Tipo di tesi
Tesi di laurea magistrale LM6
Titolo
Trapianto di fegato nel paziente ad elevato rischio cardiovascolare: analisi di un anno di attività
Dipartimento
RICERCA TRASLAZIONALE E DELLE NUOVE TECNOLOGIE IN MEDICINA E CHIRURGIA
Corso di studi
MEDICINA E CHIRURGIA
Parole chiave
- elevato rischio cardiovascolare
- high cardiovascular risk
- liver transplant
- trapianto di fegato
Data inizio appello
23/06/2026
Consultabilità
Non consultabile
Data di rilascio
23/06/2029
Riassunto (Italiano)
Introduzione: Il panorama dei candidati a trapianto di fegato (TOF) mostra una transizione epidemiologica, con un aumento di pazienti affetti da alterazioni metaboliche e complicanze cardiovascolari che ne influenzano il decorso perioperatorio.
Obiettivi: Valutare gli outcome cardiovascolari nei pazienti sottoposti a TOF, confrontando i gruppi ad elevato e basso rischio cardiovascolare.
Metodi: Studio retrospettivo osservazionale su 154 pazienti sottoposti a primo TOF. L'endpoint primario è la sopravvivenza a 90 giorni, quelli secondari includono: complicanze cardiovascolari intra-ricovero, necessità di terapia renale sostitutiva (RRT) e durata della degenza, in UTI e reparto. Nel gruppo ad alto rischio sono state analizzate le differenze nel perioperatorio in base al tipo di cardiopatia.

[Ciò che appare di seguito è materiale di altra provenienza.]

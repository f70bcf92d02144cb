//! Decoding of one color-coded result line.
//!
//! Filenames and matched text may themselves contain colons, so splitting on
//! `:` is wrong. The tool's own SGR color markers are the only unambiguous
//! field delimiters; the invocation builder pins their values with explicit
//! `--colors=` overrides so decoding never depends on user configuration.

use rgview_types::{MatchSpan, ResultLine};
use tracing::trace;

/// Maximum characters of content surfaced per line. Longer lines are cut and
/// flagged so a rendering layer can append a truncation marker.
pub const MAX_CONTENT_LEN: usize = 512;

const RESET: &str = "\x1b[0m";
/// Marks the start of the filename field (magenta).
const FILENAME_MARKER: &str = "\x1b[35m";
/// Marks the start of the line-number field (green).
const LINENO_MARKER: &str = "\x1b[32m";
/// The two markers that, following a reset, open a highlighted match run.
const MATCH_BOLD: &str = "\x1b[1m";
const MATCH_COLOR: &str = "\x1b[31m";

/// Decode one coded line into a match or context record.
///
/// Structural failures never error: the tool emits warnings and permission
/// messages that can superficially resemble coded lines, so anything that
/// does not parse degrades to a diagnostic record.
pub fn decode_line(line: &str) -> ResultLine {
    match try_decode(line) {
        Some(record) => record,
        None => {
            trace!(target: "rgview::classify", "line lacks structural markers, degrading to diagnostic");
            ResultLine::Diagnostic(strip_escapes(line))
        }
    }
}

fn try_decode(line: &str) -> Option<ResultLine> {
    // Filename: text between the filename marker and the next escape.
    let fname_start = line.find(FILENAME_MARKER)? + FILENAME_MARKER.len();
    let fname_len = line[fname_start..].find('\x1b')?;
    let filename = &line[fname_start..fname_start + fname_len];
    let filename = filename.strip_prefix("./").unwrap_or(filename).to_string();
    if filename.is_empty() {
        return None;
    }

    // Line number: digits following the line-number marker.
    let rest = &line[fname_start + fname_len..];
    let num_start = rest.find(LINENO_MARKER)? + LINENO_MARKER.len();
    let digits: String = rest[num_start..]
        .chars()
        .take_while(|c| c.is_ascii_digit())
        .collect();
    if digits.is_empty() {
        return None;
    }
    let line_number: u64 = digits.parse().ok()?;

    // The delimiter closing the line-number field decides the record kind:
    // ":" for a match line, "-" for a context line. Escapes in between (the
    // field's closing reset) are skipped.
    let mut after = &rest[num_start + digits.len()..];
    while let Some(stripped) = strip_leading_escape(after) {
        after = stripped;
    }
    let delimiter = after.chars().next()?;
    let raw_content = &after[delimiter.len_utf8()..];

    let (content, spans, truncated) = scan_content(raw_content);
    match delimiter {
        ':' => Some(ResultLine::Match {
            filename,
            line_number,
            content,
            spans,
            truncated,
        }),
        '-' => Some(ResultLine::Context {
            filename,
            line_number,
            content,
            truncated,
        }),
        _ => None,
    }
}

/// Highlight-run scanner state within content.
enum RunState {
    Plain,
    /// Saw a reset; a run opens if both match markers follow.
    SawReset,
    /// Saw reset plus one of the two match markers.
    SawOne,
    /// Inside a highlighted run; holds the span start offset.
    Open(usize),
}

/// Strip color codes from content, recording each {reset, marker, marker,
/// text, reset} run as one span over the cleaned text's character offsets.
/// A closing reset doubles as the opening reset of an adjacent run, so two
/// back-to-back matches yield two contiguous spans rather than one.
fn scan_content(raw: &str) -> (String, Vec<MatchSpan>, bool) {
    let mut content = String::new();
    let mut char_len = 0usize;
    let mut spans = Vec::new();
    let mut state = RunState::Plain;

    let mut rest = raw;
    while !rest.is_empty() {
        if rest.starts_with('\x1b') {
            let (code, len) = take_escape(rest);
            state = match (state, code) {
                (RunState::Open(start), RESET) => {
                    spans.push(MatchSpan::new(start, char_len));
                    RunState::SawReset
                }
                (RunState::Open(start), _) => RunState::Open(start),
                (_, RESET) => RunState::SawReset,
                (RunState::SawReset, MATCH_BOLD | MATCH_COLOR) => RunState::SawOne,
                (RunState::SawOne, MATCH_BOLD | MATCH_COLOR) => RunState::Open(char_len),
                _ => RunState::Plain,
            };
            rest = &rest[len..];
        } else {
            let c = rest.chars().next().unwrap();
            content.push(c);
            char_len += 1;
            if !matches!(state, RunState::Open(_)) {
                state = RunState::Plain;
            }
            rest = &rest[c.len_utf8()..];
        }
    }
    if let RunState::Open(start) = state {
        spans.push(MatchSpan::new(start, char_len));
    }

    if char_len <= MAX_CONTENT_LEN {
        return (content, spans, false);
    }
    let cut: String = content.chars().take(MAX_CONTENT_LEN).collect();
    spans.retain(|s| s.end <= MAX_CONTENT_LEN);
    (cut, spans, true)
}

/// Consume one escape sequence at the head of `s`, returning it and its
/// byte length. Sequences run from ESC through the first ASCII letter.
fn take_escape(s: &str) -> (&str, usize) {
    debug_assert!(s.starts_with('\x1b'));
    for (i, c) in s.char_indices().skip(1) {
        if c.is_ascii_alphabetic() {
            let end = i + c.len_utf8();
            return (&s[..end], end);
        }
    }
    (s, s.len())
}

fn strip_leading_escape(s: &str) -> Option<&str> {
    if s.starts_with('\x1b') {
        let (_, len) = take_escape(s);
        Some(&s[len..])
    } else {
        None
    }
}

fn strip_escapes(s: &str) -> String {
    let mut out = String::new();
    let mut rest = s;
    while !rest.is_empty() {
        if rest.starts_with('\x1b') {
            let (_, len) = take_escape(rest);
            rest = &rest[len..];
        } else {
            let c = rest.chars().next().unwrap();
            out.push(c);
            rest = &rest[c.len_utf8()..];
        }
    }
    out
}
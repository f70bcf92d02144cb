//! Rendered view of classified search results.
//!
//! Consumes result records in arrival order, grouping lines under one heading
//! per file and tracking the match count and a navigable filename index. The
//! model is toolkit-agnostic; spans and visibility travel as plain data.

use rgview_types::{MatchSpan, ResultLine};
use std::collections::HashSet;

/// Width of the line-number gutter in rendered rows: a right-aligned
/// five-digit number plus one space.
pub const GUTTER_WIDTH: usize = 6;

/// One renderable row.
#[derive(Debug, Clone, PartialEq, Eq)]
pub enum Row {
    /// Heading emitted once when results move to a new file.
    Heading { filename: String },
    /// A match or context line under the current heading.
    Line {
        filename: String,
        line_number: u64,
        content: String,
        spans: Vec<MatchSpan>,
        is_match: bool,
        truncated: bool,
    },
    /// Divider between discontiguous context blocks.
    Divider,
    /// Non-result output surfaced verbatim.
    Diagnostic(String),
}

#[derive(Debug, Default)]
pub struct RenderModel {
    rows: Vec<Row>,
    /// Filename of the most recently emitted heading. Cleared by diagnostics
    /// so the next result line re-emits its heading.
    cursor: Option<String>,
    /// Counts Match records only, never spans or context lines.
    match_count: u64,
    /// First heading row index per filename, in first-seen order.
    file_index: Vec<(String, usize)>,
    hidden: HashSet<String>,
}

impl RenderModel {
    pub fn new() -> Self {
        Self::default()
    }

    /// Append one classified record.
    pub fn push(&mut self, record: ResultLine) {
        match record {
            ResultLine::Match {
                filename,
                line_number,
                content,
                spans,
                truncated,
            } => {
                self.enter_file(&filename);
                self.match_count += 1;
                self.rows.push(Row::Line {
                    filename,
                    line_number,
                    content,
                    spans,
                    is_match: true,
                    truncated,
                });
            }
            ResultLine::Context {
                filename,
                line_number,
                content,
                truncated,
            } => {
                self.enter_file(&filename);
                self.rows.push(Row::Line {
                    filename,
                    line_number,
                    content,
                    spans: Vec::new(),
                    is_match: false,
                    truncated,
                });
            }
            // A separator never changes which file we are in.
            ResultLine::Separator => self.rows.push(Row::Divider),
            ResultLine::Diagnostic(text) => {
                self.cursor = None;
                self.rows.push(Row::Diagnostic(text));
            }
        }
    }

    fn enter_file(&mut self, filename: &str) {
        if self.cursor.as_deref() == Some(filename) {
            return;
        }
        if !self.file_index.iter().any(|(name, _)| name == filename) {
            self.file_index
                .push((filename.to_string(), self.rows.len()));
        }
        self.rows.push(Row::Heading {
            filename: filename.to_string(),
        });
        self.cursor = Some(filename.to_string());
    }

    /// Discard all rows and counters (restart).
    pub fn clear(&mut self) {
        self.rows.clear();
        self.cursor = None;
        self.match_count = 0;
        self.file_index.clear();
        self.hidden.clear();
    }

    pub fn rows(&self) -> &[Row] {
        &self.rows
    }

    pub fn match_count(&self) -> u64 {
        self.match_count
    }

    /// Filenames in first-seen order with their heading row indices.
    pub fn file_index(&self) -> &[(String, usize)] {
        &self.file_index
    }

    /// Heading row index for a filename, if it has appeared.
    pub fn heading_row(&self, filename: &str) -> Option<usize> {
        self.file_index
            .iter()
            .find(|(name, _)| name == filename)
            .map(|&(_, row)| row)
    }

    /// Filename and 1-based line number behind a row, for edit propagation.
    /// Headings, dividers, and diagnostics have no source line.
    pub fn line_ref(&self, row: usize) -> Option<(&str, u64)> {
        match self.rows.get(row)? {
            Row::Line {
                filename,
                line_number,
                ..
            } => Some((filename.as_str(), *line_number)),
            _ => None,
        }
    }

    pub fn is_hidden(&self, filename: &str) -> bool {
        self.hidden.contains(filename)
    }

    /// Toggle one file's lines hidden or shown as a block.
    pub fn toggle_file(&mut self, filename: &str) {
        if !self.hidden.remove(filename) {
            self.hidden.insert(filename.to_string());
        }
    }

    /// If any file is currently hidden, show all; otherwise hide all.
    pub fn toggle_all(&mut self) {
        if self.hidden.is_empty() {
            self.hidden
                .extend(self.file_index.iter().map(|(name, _)| name.clone()));
        } else {
            self.hidden.clear();
        }
    }

    /// Rows with hidden files' lines filtered out. Headings stay visible so
    /// hidden files can be toggled back.
    pub fn visible_rows(&self) -> impl Iterator<Item = (usize, &Row)> {
        self.rows.iter().enumerate().filter(|(_, row)| match row {
            Row::Line { filename, .. } => !self.hidden.contains(filename),
            _ => true,
        })
    }

    /// Standalone divider text approximating the line-number gutter width.
    pub fn divider_text() -> String {
        "-".repeat(GUTTER_WIDTH)
    }

    /// Gutter text for a line row: right-aligned number padded to the fixed
    /// gutter width.
    pub fn gutter_text(line_number: u64) -> String {
        format!("{line_number:>width$} ", width = GUTTER_WIDTH - 1)
    }
}

#[cfg(test)]
mod tests {
    use super::*;

    fn m(file: &str, number: u64) -> ResultLine {
        ResultLine::Match {
            filename: file.into(),
            line_number: number,
            content: format!("line {number}"),
            spans: vec![MatchSpan::new(0, 4)],
            truncated: false,
        }
    }

    fn ctx(file: &str, number: u64) -> ResultLine {
        ResultLine::Context {
            filename: file.into(),
            line_number: number,
            content: format!("line {number}"),
            truncated: false,
        }
    }

    #[test]
    fn heading_emitted_once_per_file_run() {
        let mut model = RenderModel::new();
        model.push(m("a.rs", 1));
        model.push(m("a.rs", 2));
        model.push(m("b.rs", 1));
        let headings: Vec<_> = model
            .rows()
            .iter()
            .filter(|r| matches!(r, Row::Heading { .. }))
            .collect();
        assert_eq!(headings.len(), 2);
    }

    #[test]
    fn match_counter_ignores_context_lines() {
        let mut model = RenderModel::new();
        model.push(ctx("a.rs", 1));
        model.push(m("a.rs", 2));
        model.push(ctx("a.rs", 3));
        assert_eq!(model.match_count(), 1);
    }

    #[test]
    fn separator_keeps_current_file() {
        let mut model = RenderModel::new();
        model.push(m("a.rs", 1));
        model.push(ResultLine::Separator);
        model.push(m("a.rs", 9));
        let headings = model
            .rows()
            .iter()
            .filter(|r| matches!(r, Row::Heading { .. }))
            .count();
        assert_eq!(headings, 1);
    }

    #[test]
    fn diagnostic_forces_heading_reemission() {
        let mut model = RenderModel::new();
        model.push(m("a.rs", 1));
        model.push(ResultLine::Diagnostic("WARNING: skipped".into()));
        model.push(m("a.rs", 2));
        let headings = model
            .rows()
            .iter()
            .filter(|r| matches!(r, Row::Heading { .. }))
            .count();
        assert_eq!(headings, 2);
    }

    #[test]
    fn file_index_records_first_heading_only() {
        let mut model = RenderModel::new();
        model.push(m("a.rs", 1));
        model.push(m("b.rs", 1));
        model.push(m("a.rs", 5));
        assert_eq!(model.heading_row("a.rs"), Some(0));
        assert_eq!(model.file_index().len(), 2);
    }

    #[test]
    fn toggle_all_inverts_based_on_any_hidden() {
        let mut model = RenderModel::new();
        model.push(m("a.rs", 1));
        model.push(m("b.rs", 1));
        model.toggle_file("a.rs");
        assert!(model.is_hidden("a.rs"));
        // One file hidden: toggle-all shows everything.
        model.toggle_all();
        assert!(!model.is_hidden("a.rs"));
        assert!(!model.is_hidden("b.rs"));
        // Nothing hidden: toggle-all hides everything.
        model.toggle_all();
        assert!(model.is_hidden("a.rs"));
        assert!(model.is_hidden("b.rs"));
    }

    #[test]
    fn visible_rows_keep_headings_of_hidden_files() {
        let mut model = RenderModel::new();
        model.push(m("a.rs", 1));
        model.toggle_file("a.rs");
        let visible: Vec<_> = model.visible_rows().collect();
        assert_eq!(visible.len(), 1);
        assert!(matches!(visible[0].1, Row::Heading { .. }));
    }

    #[test]
    fn divider_width_matches_gutter() {
        assert_eq!(RenderModel::divider_text().len(), GUTTER_WIDTH);
        assert_eq!(RenderModel::gutter_text(7).len(), GUTTER_WIDTH);
    }
}
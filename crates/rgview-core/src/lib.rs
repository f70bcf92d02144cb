//! Engine for live, editable search results over an external line-oriented
//! search process.
//!
//! The engine owns incremental parsing of the tool's color-coded output,
//! session lifecycle (start/restart/interrupt), a bounded cache of concurrent
//! sessions, file-type relevance scoring, and propagation of in-place edits
//! back to the files results came from. Rendering and key bindings belong to
//! the host UI, which drives the operations exposed here.

mod cache;
mod classify;
mod decode;
mod edit;
mod error;
mod filetypes;
mod invocation;
mod process;
mod render;
mod session;

pub use cache::{SessionCache, SessionCacheConfig};
pub use classify::{LineClassifier, SEPARATOR_TOKEN};
pub use decode::MAX_CONTENT_LEN;
pub use edit::{EditEvent, FileStore, FsFileStore, propagate_edit};
pub use error::RgviewError;
pub use filetypes::{FileTypeCatalog, FileTypeDef, compile_glob, glob_matches};
pub use invocation::InvocationSpec;
pub use process::{ProcessEvent, SearchProcess};
pub use render::{GUTTER_WIDTH, RenderModel, Row};
pub use session::Session;

/// Result type for engine operations.
pub type Result<T> = std::result::Result<T, RgviewError>;
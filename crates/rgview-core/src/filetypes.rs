//! Glob matching and file-type relevance.
//!
//! The search tool's type catalog maps type names to glob sets. Given a
//! filename, relevance keeps the types with a matching glob and tie-breaks
//! deterministically, so auto-detection always picks the same type.

use crate::{Result, RgviewError};
use regex::Regex;
use std::path::Path;
use std::time::Duration;
use tokio::process::Command;
use tracing::debug;

const CATALOG_QUERY_TIMEOUT: Duration = Duration::from_secs(5);

/// Compile a restricted glob to a regex anchored over the whole filename.
///
/// Dialect: `?` matches one character, `*` matches any run, `[...]` is a
/// character class copied through (ranges and literal `?`/`*` inside work,
/// an unterminated bracket runs to the end of the pattern, an empty group
/// is literal brackets), everything else is literal.
pub fn compile_glob(glob: &str) -> Result<Regex> {
    let mut pattern = String::from("^");
    let chars: Vec<char> = glob.chars().collect();
    let mut i = 0;
    while i < chars.len() {
        match chars[i] {
            '?' => pattern.push('.'),
            '*' => pattern.push_str(".*"),
            '[' => {
                let close = chars[i + 1..]
                    .iter()
                    .position(|&c| c == ']')
                    .map(|p| i + 1 + p);
                let content_end = close.unwrap_or(chars.len());
                let class: String = chars[i + 1..content_end].iter().collect();
                if class.is_empty() {
                    // An empty group has nothing to class-match; the
                    // brackets are literals.
                    pattern.push_str(r"\[");
                    if close.is_some() {
                        pattern.push_str(r"\]");
                    }
                } else {
                    pattern.push('[');
                    pattern.push_str(&class);
                    pattern.push(']');
                }
                i = close.unwrap_or(chars.len() - 1);
            }
            c => pattern.push_str(&regex::escape(&c.to_string())),
        }
        i += 1;
    }
    pattern.push('$');
    Regex::new(&pattern)
        .map_err(|e| RgviewError::InvalidConfiguration(format!("glob '{glob}': {e}")))
}

/// Whether a glob matches a filename in full. Invalid globs never match.
pub fn glob_matches(glob: &str, filename: &str) -> bool {
    compile_glob(glob)
        .map(|re| re.is_match(filename))
        .unwrap_or(false)
}

/// One entry of the tool's type catalog.
#[derive(Debug, Clone, PartialEq, Eq)]
pub struct FileTypeDef {
    pub name: String,
    pub globs: Vec<String>,
}

/// The tool's type catalog, read-only for the duration of a relevance query.
#[derive(Debug, Clone, Default)]
pub struct FileTypeCatalog {
    types: Vec<FileTypeDef>,
}

impl FileTypeCatalog {
    pub fn new(types: Vec<FileTypeDef>) -> Self {
        Self { types }
    }

    /// Parse `type: glob, glob, ...` records, one per line.
    pub fn parse(text: &str) -> Self {
        let mut types = Vec::new();
        for line in text.lines() {
            let Some((name, globs)) = line.split_once(':') else {
                continue;
            };
            let name = name.trim();
            if name.is_empty() {
                continue;
            }
            let globs: Vec<String> = globs
                .split(',')
                .map(|g| g.trim().to_string())
                .filter(|g| !g.is_empty())
                .collect();
            types.push(FileTypeDef {
                name: name.to_string(),
                globs,
            });
        }
        Self { types }
    }

    /// Query the search tool for its type catalog.
    pub async fn query(program: &Path) -> Result<Self> {
        let output = tokio::time::timeout(
            CATALOG_QUERY_TIMEOUT,
            Command::new(program).arg("--type-list").output(),
        )
        .await
        .map_err(|_| RgviewError::TypeCatalog("type list query timed out".into()))?
        .map_err(|e| RgviewError::TypeCatalog(e.to_string()))?;

        if !output.status.success() {
            return Err(RgviewError::TypeCatalog(format!(
                "type list query exited with {:?}",
                output.status.code()
            )));
        }
        let text = String::from_utf8_lossy(&output.stdout);
        let catalog = Self::parse(&text);
        debug!(target: "rgview::cache", "type catalog loaded: {} types", catalog.types.len());
        Ok(catalog)
    }

    pub fn types(&self) -> &[FileTypeDef] {
        &self.types
    }

    /// The most relevant type for a filename, or `None` when no glob in the
    /// catalog matches.
    ///
    /// Ties among matching types go to the longest type name (descriptive
    /// names outrank terse aliases), then to the larger glob set, with one
    /// fixed override: a residual {lisp, elisp} tie resolves to elisp.
    pub fn relevant_type(&self, filename: &str) -> Option<&str> {
        let mut candidates: Vec<&FileTypeDef> = self
            .types
            .iter()
            .filter(|def| def.globs.iter().any(|g| glob_matches(g, filename)))
            .collect();
        if candidates.is_empty() {
            return None;
        }

        let longest = candidates.iter().map(|d| d.name.len()).max()?;
        candidates.retain(|d| d.name.len() == longest);

        let most_globs = candidates.iter().map(|d| d.globs.len()).max()?;
        candidates.retain(|d| d.globs.len() == most_globs);

        if candidates.len() == 2 {
            let mut names: Vec<&str> = candidates.iter().map(|d| d.name.as_str()).collect();
            names.sort_unstable();
            if names == ["elisp", "lisp"] {
                return Some("elisp");
            }
        }
        candidates.first().map(|d| d.name.as_str())
    }
}
//! Search process management.
//!
//! One spawned process per running session. Stdout is delivered as raw
//! chunks through a per-process channel; an output gate drops (never queues)
//! chunks once a restart has been requested, so stale output can never reach
//! a classifier whose state is about to be discarded.

use crate::{InvocationSpec, Result, RgviewError};
use std::process::Stdio;
use std::sync::Arc;
use std::sync::atomic::{AtomicBool, Ordering};
use tokio::io::{AsyncBufReadExt, AsyncReadExt, BufReader};
use tokio::process::Command;
use tokio::sync::mpsc;
use tracing::{debug, error, info, warn};

/// Events emitted by a managed search process.
#[derive(Debug, Clone)]
pub enum ProcessEvent {
    /// A chunk of output, delivered in arrival order at arbitrary byte
    /// boundaries. Stderr lines travel through the same channel so the
    /// classifier surfaces them as diagnostics.
    Output(String),
    /// Process ended. `diagnostics` is the collected stderr, used to decide
    /// whether exit code 1 meant zero matches or a real failure.
    Exited {
        code: Option<i32>,
        diagnostics: String,
    },
}

/// Handle to one running search process.
///
/// The process handle lives only while its session is Running or Settling; a
/// session holds at most one at a time.
pub struct SearchProcess {
    pid: Option<u32>,
    /// While true, reader tasks forward chunks; once false they drop them.
    gate: Arc<AtomicBool>,
    /// Set by the reader task after the child has been reaped.
    done: Arc<AtomicBool>,
}

impl SearchProcess {
    /// Launch the process described by `spec` and start its reader tasks.
    pub fn spawn(spec: &InvocationSpec) -> Result<(Self, mpsc::UnboundedReceiver<ProcessEvent>)> {
        let mut cmd = Command::new(&spec.program);
        cmd.args(&spec.args)
            .stdin(Stdio::null())
            .stdout(Stdio::piped())
            .stderr(Stdio::piped())
            .kill_on_drop(true);

        info!(target: "rgview::process", "launching: {}", spec.display());

        let mut child = cmd.spawn().map_err(|e| {
            error!(target: "rgview::process", "spawn failed: {e}");
            RgviewError::ProcessSpawnFailed(format!("{}: {e}", spec.program.display()))
        })?;
        let pid = child.id();

        let stdout = child
            .stdout
            .take()
            .ok_or_else(|| RgviewError::ProcessSpawnFailed("stdout not captured".into()))?;
        let stderr = child.stderr.take();

        let (tx, rx) = mpsc::unbounded_channel();
        let gate = Arc::new(AtomicBool::new(true));
        let done = Arc::new(AtomicBool::new(false));
        let diagnostics = Arc::new(std::sync::Mutex::new(String::new()));

        let mut stderr_task = None;
        if let Some(stderr) = stderr {
            let tx = tx.clone();
            let gate = gate.clone();
            let diagnostics = diagnostics.clone();
            stderr_task = Some(tokio::spawn(async move {
                let mut lines = BufReader::new(stderr).lines();
                while let Ok(Some(line)) = lines.next_line().await {
                    warn!(target: "rgview::process", "stderr: {line}");
                    if let Ok(mut diag) = diagnostics.lock() {
                        // Bounded: enough for an error report, not a flood.
                        if diag.len() < 4096 {
                            diag.push_str(&line);
                            diag.push('\n');
                        }
                    }
                    if gate.load(Ordering::SeqCst) {
                        let _ = tx.send(ProcessEvent::Output(format!("{line}\n")));
                    }
                }
            }));
        }

        {
            let gate = gate.clone();
            let done = done.clone();
            tokio::spawn(async move {
                let mut stdout = stdout;
                let mut buf = [0u8; 8192];
                // Carries an incomplete trailing UTF-8 sequence to the next
                // read so chunk boundaries never corrupt multibyte text.
                let mut carry: Vec<u8> = Vec::new();
                loop {
                    match stdout.read(&mut buf).await {
                        Ok(0) => break,
                        Ok(n) => {
                            carry.extend_from_slice(&buf[..n]);
                            // Hold back only a genuinely incomplete trailing
                            // sequence; invalid bytes are replaced rather
                            // than carried forever.
                            let valid = match std::str::from_utf8(&carry) {
                                Ok(_) => carry.len(),
                                Err(e) if e.error_len().is_none() => e.valid_up_to(),
                                Err(_) => carry.len(),
                            };
                            if valid > 0 && gate.load(Ordering::SeqCst) {
                                let chunk =
                                    String::from_utf8_lossy(&carry[..valid]).into_owned();
                                let _ = tx.send(ProcessEvent::Output(chunk));
                            }
                            carry.drain(..valid);
                        }
                        Err(e) => {
                            error!(target: "rgview::process", "stdout read error: {e}");
                            break;
                        }
                    }
                }
                let code = child.wait().await.ok().and_then(|s| s.code());
                done.store(true, Ordering::SeqCst);
                debug!(target: "rgview::process", "process exited with code {code:?}");
                // Let the stderr reader finish so the diagnostics are
                // complete before anyone classifies the exit.
                if let Some(task) = stderr_task {
                    let _ = task.await;
                }
                let diagnostics = diagnostics
                    .lock()
                    .map(|d| d.clone())
                    .unwrap_or_default();
                // Exit notification bypasses the gate: the state machine
                // still needs it, and a replaced session no longer listens.
                let _ = tx.send(ProcessEvent::Exited { code, diagnostics });
            });
        }

        Ok((Self { pid, gate, done }, rx))
    }

    /// Stop delivering output notifications. Chunks arriving afterwards are
    /// dropped, not queued.
    pub fn disable_output(&self) {
        self.gate.store(false, Ordering::SeqCst);
    }

    /// Request graceful termination. Cooperative only; there is no forced
    /// kill escalation.
    pub fn interrupt(&self) {
        #[cfg(unix)]
        if let Some(pid) = self.pid {
            debug!(target: "rgview::process", "sending SIGINT to {pid}");
            unsafe {
                libc::kill(pid as i32, libc::SIGINT);
            }
        }
        #[cfg(not(unix))]
        {
            let _ = self.pid;
        }
    }

    /// Whether the child has been reaped.
    pub fn is_finished(&self) -> bool {
        self.done.load(Ordering::SeqCst)
    }
}
//! CLI configuration.

use anyhow::Result;
use serde::Deserialize;
use std::path::PathBuf;

#[derive(Debug, Clone, Deserialize)]
pub struct Config {
    #[serde(default = "default_rg_path")]
    pub rg_path: PathBuf,
    /// Maximum cached sessions; 0 disables eviction.
    #[serde(default = "default_max_sessions")]
    pub max_sessions: usize,
    /// Extra arguments prepended to every search invocation.
    #[serde(default)]
    pub extra_args: Vec<String>,
}

fn default_rg_path() -> PathBuf {
    PathBuf::from("rg")
}

fn default_max_sessions() -> usize {
    8
}

impl Default for Config {
    fn default() -> Self {
        Self {
            rg_path: default_rg_path(),
            max_sessions: default_max_sessions(),
            extra_args: Vec::new(),
        }
    }
}

impl Config {
    /// Load config from a specific file path.
    pub fn load_from(path: &std::path::Path) -> Result<Self> {
        let content = std::fs::read_to_string(path)?;
        let config: Config = toml::from_str(&content)?;
        Ok(config)
    }

    /// Load config from the default location or fall back to defaults.
    pub fn load() -> Result<Self> {
        let config_path = dirs::config_dir()
            .unwrap_or_else(|| PathBuf::from("."))
            .join("rgview")
            .join("config.toml");
        if config_path.exists() {
            return Self::load_from(&config_path);
        }
        Ok(Config::default())
    }

    /// Session cache capacity, with 0 meaning unbounded.
    pub fn capacity(&self) -> Option<usize> {
        if self.max_sessions == 0 {
            None
        } else {
            Some(self.max_sessions)
        }
    }
}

Risultati: A 90 giorni, la mortalità è del 16,9% nel gruppo ad alto rischio e dell'8,4% in quello a basso rischio. Le complicanze cardiovascolari hanno una frequenza quasi doppia nel primo gruppo e si associano significativamente alla mortalità. La RRT e la durata della degenza non variano tra i gruppi, ma correlano con la mortalità a 90 giorni. All'interno del gruppo ad alto rischio, la tipologia di cardiopatia non influisce su mortalità e degenza in UTI; tuttavia i pazienti con valvulopatie e disfunzione diastolica mostrano una degenza complessiva significativamente maggiore rispetto a quelli con disfunzione sistolica.
Conclusioni: La mortalità a 90 giorni e l'insorgenza di complicanze cardiache risultano maggiori nel gruppo a rischio cardiovascolare aumentato, seppur senza raggiungere la significatività statistica. I giorni di degenza in UTI e in reparto non mostrano differenze significative tra i due gruppi.